Book 3: The Glass Word
When they emerge from Hell, Merle, her friend Junipa who has mirrors for eyes, and Vermithrax the flying stone lion find themselves in Egypt. Of course the Flowing Queen is with them as well, since Merle swallowed her back in Venice. There is something very wrong in Egypt–it is freezing cold, and everything is covered in snow. Winter is here, looking for his lost love, Summer. And another creature is here as well–Seth, the highest of the Horus priests. Betrayed by the pharaoh and his sphinx henchmen, Seth is seeking revenge. Together they travel to the Iron Eye, the vast fortress of the sphinxes.But what does the Flowing Queen want Merle to do there?
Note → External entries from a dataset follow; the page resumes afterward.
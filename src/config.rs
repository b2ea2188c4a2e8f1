//! Scene configuration - the flat key/value description of a scene
//!
//! ```json
//! {
//!   "dimension": 64,
//!   "cell_size": 8.0,
//!   "canvas_size": [1200, 900],
//!   "distortion_type": "swirl",
//!   "distortion_strength": 0.3,
//!   "seed": 42
//! }
//! ```

use std::path::Path;

use serde::{Deserialize, Serialize};
use thiserror::Error;

use crate::distortions::DistortionKind;
use crate::grid::{GridError, GridModel};

#[derive(Error, Debug)]
pub enum ConfigError {
    #[error("IO error: {0}")]
    Io(#[from] std::io::Error),
    #[error("Failed to parse scene: {0}")]
    Parse(#[from] serde_json::Error),
    #[error(transparent)]
    Grid(#[from] GridError),
}

/// Everything needed to rebuild a scene
#[derive(Clone, Debug, PartialEq, Serialize, Deserialize)]
#[serde(default)]
pub struct SceneConfig {
    pub dimension: usize,
    pub cell_size: f32,
    pub canvas_size: (u32, u32),
    pub distortion_type: DistortionKind,
    pub distortion_strength: f32,
    /// `None` picks a random seed when the grid is built
    pub seed: Option<u64>,
}

impl Default for SceneConfig {
    fn default() -> Self {
        Self {
            dimension: 64,
            cell_size: 8.0,
            canvas_size: (1200, 900),
            distortion_type: DistortionKind::Random,
            distortion_strength: 0.3,
            seed: None,
        }
    }
}

impl SceneConfig {
    pub fn canvas_size_f32(&self) -> (f32, f32) {
        (self.canvas_size.0 as f32, self.canvas_size.1 as f32)
    }

    /// Check the grid bounds without building anything
    pub fn validate(&self) -> Result<(), ConfigError> {
        if self.dimension == 0 {
            return Err(GridError::InvalidConfiguration("dimension must be at least 1".to_string()).into());
        }
        if !self.cell_size.is_finite() || self.cell_size <= 0.0 {
            return Err(GridError::InvalidConfiguration(format!(
                "cell size must be positive and finite, got {}",
                self.cell_size
            ))
            .into());
        }
        if self.canvas_size.0 == 0 || self.canvas_size.1 == 0 {
            return Err(GridError::InvalidConfiguration(format!(
                "canvas size must be positive, got {}x{}",
                self.canvas_size.0, self.canvas_size.1
            ))
            .into());
        }
        Ok(())
    }

    pub fn build_grid(&self) -> Result<GridModel, ConfigError> {
        self.validate()?;
        Ok(GridModel::build(
            self.dimension,
            self.cell_size,
            self.canvas_size_f32(),
            self.seed,
        )?)
    }

    /// Capture a grid's shape and seed, so the scene rebuilds identically
    pub fn from_grid(grid: &GridModel, kind: DistortionKind, strength: f32) -> Self {
        let (w, h) = grid.canvas_size();
        Self {
            dimension: grid.dimension(),
            cell_size: grid.cell_size(),
            canvas_size: (w.round() as u32, h.round() as u32),
            distortion_type: kind,
            distortion_strength: strength,
            seed: Some(grid.seed()),
        }
    }

    pub fn from_json(json: &str) -> Result<Self, ConfigError> {
        let config: Self = serde_json::from_str(json)?;
        config.validate()?;
        Ok(config)
    }

    pub fn to_json(&self) -> Result<String, ConfigError> {
        Ok(serde_json::to_string_pretty(self)?)
    }

    pub fn load(path: &Path) -> Result<Self, ConfigError> {
        let contents = std::fs::read_to_string(path)?;
        let config = Self::from_json(&contents)?;
        log::info!("Loaded scene from {}", path.display());
        Ok(config)
    }

    pub fn save(&self, path: &Path) -> Result<(), ConfigError> {
        if let Some(parent) = path.parent() {
            if !parent.as_os_str().is_empty() {
                std::fs::create_dir_all(parent)?;
            }
        }
        std::fs::write(path, self.to_json()?)?;
        log::info!("Saved scene to {}", path.display());
        Ok(())
    }
}
//! Per-cell parameters and the per-frame inputs shared by all distortions

use std::f32::consts::TAU;

use rand::Rng;

use super::noise_field::NoiseField;

/// Fixed pseudo-random constants of one cell
///
/// Drawn once when the grid is built and never touched again until the
/// grid is regenerated. They desynchronize cells that would otherwise
/// move in lockstep under the same formula.
#[derive(Clone, Copy, Debug, PartialEq)]
pub struct CellParams {
    /// Static horizontal offset factor (-1.0 to 1.0)
    pub offset_x: f32,
    /// Static vertical offset factor (-1.0 to 1.0)
    pub offset_y: f32,
    /// Horizontal phase in radians (0 to 2π)
    pub phase_x: f32,
    /// Vertical phase in radians (0 to 2π)
    pub phase_y: f32,
    /// Frequency multiplier (0.5 to 2.0)
    pub frequency: f32,
    /// Rotation phase in radians (0 to 2π)
    pub rotation_phase: f32,
}

impl CellParams {
    /// Draw a fresh set of parameters from `rng`
    ///
    /// Always consumes the same number of values in the same order, so a
    /// seeded generator yields the same parameters cell for cell.
    pub fn generate<R: Rng + ?Sized>(rng: &mut R) -> Self {
        Self {
            offset_x: rng.gen_range(-1.0..=1.0),
            offset_y: rng.gen_range(-1.0..=1.0),
            phase_x: rng.gen_range(0.0..TAU),
            phase_y: rng.gen_range(0.0..TAU),
            frequency: rng.gen_range(0.5..=2.0),
            rotation_phase: rng.gen_range(0.0..TAU),
        }
    }

    /// Parameters with every phase and offset at zero
    pub fn neutral() -> Self {
        Self {
            offset_x: 0.0,
            offset_y: 0.0,
            phase_x: 0.0,
            phase_y: 0.0,
            frequency: 1.0,
            rotation_phase: 0.0,
        }
    }
}

impl Default for CellParams {
    fn default() -> Self {
        Self::neutral()
    }
}

/// Where a cell ends up for one frame
///
/// `rotation` is in degrees and unrestricted; renderers normalize it.
#[derive(Clone, Copy, Debug, Default, PartialEq)]
pub struct Placement {
    pub x: f32,
    pub y: f32,
    pub rotation: f32,
}

impl Placement {
    pub fn new(x: f32, y: f32, rotation: f32) -> Self {
        Self { x, y, rotation }
    }

    /// The undistorted placement of a base position
    pub fn at(base: (f32, f32)) -> Self {
        Self::new(base.0, base.1, 0.0)
    }

    /// Placement displaced from `base` by `(dx, dy)`
    pub fn offset(base: (f32, f32), dx: f32, dy: f32, rotation: f32) -> Self {
        Self::new(base.0 + dx, base.1 + dy, rotation)
    }

    /// Distance from `base` to this placement
    pub fn displacement(&self, base: (f32, f32)) -> f32 {
        let dx = self.x - base.0;
        let dy = self.y - base.1;
        (dx * dx + dy * dy).sqrt()
    }

    pub fn is_finite(&self) -> bool {
        self.x.is_finite() && self.y.is_finite() && self.rotation.is_finite()
    }
}

/// Global inputs of one dispatch pass
///
/// Identical for every cell of a frame. The noise field is a read-only
/// lookup table, so any number of passes may share it.
#[derive(Clone, Copy, Debug)]
pub struct Frame<'a> {
    /// Pixels per cell (> 0)
    pub cell_size: f32,
    /// Global intensity, usually 0.0 to 1.0
    pub strength: f32,
    /// Elapsed animation time in seconds
    pub time: f32,
    /// Canvas width and height in pixels
    pub canvas_size: (f32, f32),
    /// Seeded gradient noise
    pub noise: &'a NoiseField,
}

impl<'a> Frame<'a> {
    /// Maximum displacement unit: one cell at full strength
    pub fn amplitude(&self) -> f32 {
        self.cell_size * self.strength
    }

    /// Canvas center in pixels
    pub fn center(&self) -> (f32, f32) {
        (self.canvas_size.0 / 2.0, self.canvas_size.1 / 2.0)
    }

    /// Convert a pixel position into cell units
    pub fn to_cells(&self, pos: (f32, f32)) -> (f32, f32) {
        (pos.0 / self.cell_size, pos.1 / self.cell_size)
    }
}
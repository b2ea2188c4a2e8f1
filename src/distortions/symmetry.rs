//! Symmetry folding - kaleidoscope with a melting twist

use std::f32::consts::TAU;

use super::params::{Frame, Placement};
use super::{rotate_vec, wrap_angle, Polar};
use crate::grid::Cell;

/// Number of mirrored wedges around the center
const KALEIDOSCOPE_SEGMENTS: f32 = 6.0;
/// Peak extra twist of the folded angle in radians
const KALEIDOSCOPE_TWIST: f32 = 0.35;
const KALEIDOSCOPE_SPEED: f32 = 0.4;
/// Twist phase change per cell of distance
const KALEIDOSCOPE_RING: f32 = 0.08;
/// Noise wobble after folding, in cells at full strength
const KALEIDOSCOPE_MELT: f32 = 0.3;
const KALEIDOSCOPE_MELT_SCALE: f32 = 0.15;
const KALEIDOSCOPE_MELT_SPEED: f32 = 0.3;

/// Fold an angle into the first wedge, mirroring the upper half back down
pub fn fold_angle(angle: f32, segments: f32) -> f32 {
    let wedge = TAU / segments;
    let folded = angle.rem_euclid(wedge);
    if folded > wedge * 0.5 {
        wedge - folded
    } else {
        folded
    }
}

/// Pull every cell toward its mirror image in the first wedge
///
/// The folded angle is used directly, without unfolding, which produces
/// the repeating radial symmetry. Strength blends from the unfolded angle
/// (at 0) to the fully folded one (at 1).
pub fn kaleidoscope_twist(cell: &Cell, frame: &Frame) -> Placement {
    let Some(polar) = Polar::about(cell.base, frame.center(), frame.cell_size) else {
        return Placement::at(cell.base);
    };

    let twist = KALEIDOSCOPE_TWIST
        * (frame.time * KALEIDOSCOPE_SPEED + polar.cells * KALEIDOSCOPE_RING).sin();
    let target = fold_angle(polar.angle, KALEIDOSCOPE_SEGMENTS) + twist;
    let turn = wrap_angle(target - polar.angle) * frame.strength;
    let (dx, dy) = rotate_vec((polar.dx, polar.dy), turn);

    let (u, v) = frame.to_cells(cell.base);
    let (mx, my) = frame.noise.sample_pair(
        u * KALEIDOSCOPE_MELT_SCALE,
        v * KALEIDOSCOPE_MELT_SCALE,
        frame.time * KALEIDOSCOPE_MELT_SPEED,
    );
    let melt = frame.amplitude() * KALEIDOSCOPE_MELT;

    Placement::offset(
        cell.base,
        dx - polar.dx + mx * melt,
        dy - polar.dy + my * melt,
        turn.to_degrees(),
    )
}

#[cfg(test)]
mod tests {
    use super::*;
    use crate::distortions::{CellParams, NoiseField};
    use std::f32::consts::PI;

    #[test]
    fn test_fold_angle_stays_in_half_wedge() {
        let half = TAU / 6.0 / 2.0;
        for i in -50..50 {
            let folded = fold_angle(i as f32 * 0.173, 6.0);
            assert!((0.0..=half + 1e-5).contains(&folded));
        }
    }

    #[test]
    fn test_fold_angle_mirrors() {
        let wedge = TAU / 6.0;
        let a = fold_angle(0.2, 6.0);
        let b = fold_angle(wedge - 0.2, 6.0);
        assert!((a - b).abs() < 1e-5);
        // Every wedge repeats
        let c = fold_angle(0.2 + 3.0 * wedge, 6.0);
        assert!((a - c).abs() < 1e-4);
    }

    #[test]
    fn test_full_strength_lands_on_symmetric_angles() {
        let noise = NoiseField::new(0);
        let f = Frame {
            cell_size: 10.0,
            strength: 1.0,
            time: 0.0,
            canvas_size: (200.0, 200.0),
            noise: &noise,
        };
        // Two cells mirrored across the first wedge boundary at the same radius
        let r = 50.0;
        let angle = 0.3;
        let mirrored = TAU / 6.0 - angle;
        let a_base = (100.0 + r * angle.cos(), 100.0 + r * angle.sin());
        let b_base = (100.0 + r * mirrored.cos(), 100.0 + r * mirrored.sin());
        let a = kaleidoscope_twist(&Cell::new(0, 0, a_base, CellParams::neutral()), &f);
        let b = kaleidoscope_twist(&Cell::new(0, 0, b_base, CellParams::neutral()), &f);

        let angle_of = |p: &Placement| (p.y - 100.0).atan2(p.x - 100.0);
        // Melt noise shifts both a little; the folded angles still nearly agree
        assert!(wrap_angle(angle_of(&a) - angle_of(&b)).abs() < 0.1);
        assert!(angle_of(&a).abs() < PI / 2.0);
    }
}
//! Distortions - per-cell transformations of the grid
//!
//! A distortion is a pure function of a cell and the frame inputs that
//! returns where the cell is drawn and how it is turned. Nothing here keeps
//! state between frames: the same grid, kind, strength and time always give
//! the same placements.
//!
//! ```text
//! GridModel ──► Frame { cell_size, strength, time, canvas, noise }
//!                  │
//!   Cell ──► DistortionKind::function() ──► Placement { x, y, rotation° }
//! ```

mod kind;
mod noise_field;
mod params;

pub mod noise;
pub mod parity;
pub mod radial;
pub mod symmetry;
pub mod wave;

pub use kind::{DistortionError, DistortionKind};
pub use noise_field::NoiseField;
pub use params::{CellParams, Frame, Placement};

use std::f32::consts::{PI, TAU};

use crate::grid::{Cell, GridModel};

/// Distances below this many pixels count as sitting on the reference point
pub(crate) const SINGULARITY_EPS: f32 = 1e-4;

/// Signature shared by every transformation
pub type DistortionFn = fn(&Cell, &Frame) -> Placement;

/// A position expressed relative to a reference point
#[derive(Clone, Copy, Debug)]
pub(crate) struct Polar {
    pub dx: f32,
    pub dy: f32,
    /// Distance in pixels
    pub distance: f32,
    /// Distance in cells
    pub cells: f32,
    /// Angle in radians, -π to π
    pub angle: f32,
}

impl Polar {
    /// `None` when `pos` coincides with `origin` and has no direction
    pub fn about(pos: (f32, f32), origin: (f32, f32), cell_size: f32) -> Option<Self> {
        let dx = pos.0 - origin.0;
        let dy = pos.1 - origin.1;
        let distance = (dx * dx + dy * dy).sqrt();
        if !(distance >= SINGULARITY_EPS) {
            return None;
        }
        Some(Self {
            dx,
            dy,
            distance,
            cells: distance / cell_size,
            angle: dy.atan2(dx),
        })
    }

    /// Unit vector pointing away from the origin
    pub fn unit(&self) -> (f32, f32) {
        (self.dx / self.distance, self.dy / self.distance)
    }
}

/// Rotate a vector counter-clockwise by `angle` radians
pub(crate) fn rotate_vec(v: (f32, f32), angle: f32) -> (f32, f32) {
    let (s, c) = angle.sin_cos();
    (v.0 * c - v.1 * s, v.0 * s + v.1 * c)
}

/// Wrap an angle into -π to π
pub(crate) fn wrap_angle(angle: f32) -> f32 {
    (angle + PI).rem_euclid(TAU) - PI
}

impl DistortionKind {
    /// The transformation implementing this kind
    pub fn function(&self) -> DistortionFn {
        match self {
            DistortionKind::Random => wave::random,
            DistortionKind::Sine => wave::sine,
            DistortionKind::Perlin => noise::perlin,
            DistortionKind::Circular => radial::circular,
            DistortionKind::Swirl => radial::swirl,
            DistortionKind::Ripple => radial::ripple,
            DistortionKind::Flow => noise::flow,
            DistortionKind::Pulse => radial::pulse,
            DistortionKind::Checkerboard => parity::checkerboard,
            DistortionKind::CheckerboardDiagonal => parity::checkerboard_diagonal,
            DistortionKind::Tornado => radial::tornado,
            DistortionKind::Spiral => radial::spiral,
            DistortionKind::Shear => wave::shear,
            DistortionKind::Lens => radial::lens,
            DistortionKind::SpiralWave => radial::spiral_wave,
            DistortionKind::NoiseRotation => noise::noise_rotation,
            DistortionKind::CurlWarp => noise::curl_warp,
            DistortionKind::FractalNoise => noise::fractal_noise,
            DistortionKind::Moire => wave::moire,
            DistortionKind::KaleidoscopeTwist => symmetry::kaleidoscope_twist,
        }
    }
}

/// Transform a single cell
pub fn apply(kind: DistortionKind, cell: &Cell, frame: &Frame) -> Placement {
    (kind.function())(cell, frame)
}

/// Fill `out` with one placement per cell, in grid order
///
/// Reuses the buffer's allocation between frames.
pub fn distort_into(
    grid: &GridModel,
    kind: DistortionKind,
    strength: f32,
    time: f32,
    out: &mut Vec<Placement>,
) {
    let frame = grid.frame(strength, time);
    let f = kind.function();
    out.clear();
    out.extend(grid.cells().iter().map(|cell| f(cell, &frame)));
}

/// Placements of every cell for one frame, in grid order
pub fn get_distorted_positions(
    grid: &GridModel,
    kind: DistortionKind,
    strength: f32,
    time: f32,
) -> Vec<Placement> {
    let mut out = Vec::with_capacity(grid.cells().len());
    distort_into(grid, kind, strength, time, &mut out);
    out
}

/// Like [`get_distorted_positions`], with the kind given by name
///
/// The name is checked before any cell is touched.
pub fn get_distorted_positions_by_name(
    grid: &GridModel,
    kind: &str,
    strength: f32,
    time: f32,
) -> Result<Vec<Placement>, DistortionError> {
    let kind: DistortionKind = kind.parse()?;
    Ok(get_distorted_positions(grid, kind, strength, time))
}
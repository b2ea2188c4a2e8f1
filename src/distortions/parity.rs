//! Grid-parity distortions - neighbours pull in opposite directions
//!
//! The sign of the swing comes from the cell's grid coordinates, the
//! magnitude from a single shared oscillation, so two adjacent cells are
//! always exact mirror images of each other.

use std::f32::consts::FRAC_1_SQRT_2;

use super::params::{Frame, Placement};
use crate::grid::Cell;

const CHECKER_SPEED: f32 = 2.0;
/// Vertical swing relative to the horizontal one
const CHECKER_LIFT: f32 = 0.5;
const CHECKER_ROTATION_DEGREES: f32 = 20.0;

/// +1 for even, -1 for odd
fn parity_sign(value: i64) -> f32 {
    if value.rem_euclid(2) == 0 {
        1.0
    } else {
        -1.0
    }
}

/// Tug of war on the orthogonal checkerboard `(row + col) % 2`
pub fn checkerboard(cell: &Cell, frame: &Frame) -> Placement {
    let amp = frame.amplitude();
    let sign = parity_sign(cell.row as i64 + cell.col as i64);
    let phase = frame.time * CHECKER_SPEED;
    let swing = phase.sin();

    Placement::offset(
        cell.base,
        sign * swing * amp,
        sign * phase.cos() * amp * CHECKER_LIFT,
        sign * swing * frame.strength * CHECKER_ROTATION_DEGREES,
    )
}

/// Tug of war along the diagonal, sign from `(row - col) mod 2`
pub fn checkerboard_diagonal(cell: &Cell, frame: &Frame) -> Placement {
    let amp = frame.amplitude();
    let sign = parity_sign(cell.row as i64 - cell.col as i64);
    let swing = (frame.time * CHECKER_SPEED).sin();
    let along = sign * swing * amp * FRAC_1_SQRT_2;

    Placement::offset(
        cell.base,
        along,
        along,
        -sign * swing * frame.strength * CHECKER_ROTATION_DEGREES,
    )
}
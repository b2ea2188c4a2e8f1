//! Render module - UI components for visualization
//!
//! This module provides:
//! - Grid canvas widget drawing every distorted cell

mod canvas;

pub use canvas::{CanvasSettings, GridCanvas};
Meanwhile Serafin, the master thief, the beautiful sphinx Lalapeya, and Eft, the mermaid, are also headed for Egypt. They are traveling underwater, in a submarine piloted by pirates. Serafin is not sure what they can do to the fight the pharaoh, but he knows surrender is not an option. Egypt has captured and enslaved his beloved Venice, and he and the others must fight the empire no matter what the cost. But the final battle will not be one that Serafin has even imagined–and the cost will be high indeed.
And here we are! The end of a trilogy, everything has been building up to this moment!
Serafin and the rebel boys found an ally in the beautiful sphinx Lalapeya who had been disguising herself, Merle has found her friend Junipa and escaped from Hell, and the ‘gang’ has now rejoined in Egypt.
This Egypt though is cold and freezing, snow and ice dominate it, and while in Hell Merle had met someone who claimed to be Winter, searching for his love, Summer.
If what the being claimed was true, then does that mean he’s in Egypt and does that mean Summer is there as well?
There is a lot of collusion and coverups revealed from book two and even book one in this, we learn more about the sphinxes and more lore is thrown at us.
This time between this book and book 2, it does get a little confusing to put the worldbuilding together, it seems disjointed, there’s hell, sphinxes, flowing queens, and more, and it all seems to be tossed in together. Despite this, I still found it fascinating which is the reason for not lowering the rating of book 2 or this book.
Merle has literally been to hell and back but there’s still a long hard road ahead of her, and the choices that she and the others have to make do not get any easier.
The time to save not only Venice but the world is running out, and only one thing can stop those behind such machinations.
But who will make such a grand sacrifice?
Oh boy! This will definitely be for older middle grade considering the ending, the ultimate sacrifice though is not made in vain. And the one to pay it does so willingly. It is extremely sad but satisfying and it felt real, like such ‘powers at be’ really needed a large sacrifice, it wouldn’t have felt as true if they could have fixed this easily.
Anyway, I’ll leave it at that and say if you’re an MG fan or have an MG reader in your home, this may be a good trilogy to pick up, the middle book is certainly the most lacking and it does get dark, but, I thought it was a worthwhile read.
4/5 cups of coffee from me on this ending and on the trilogy in general!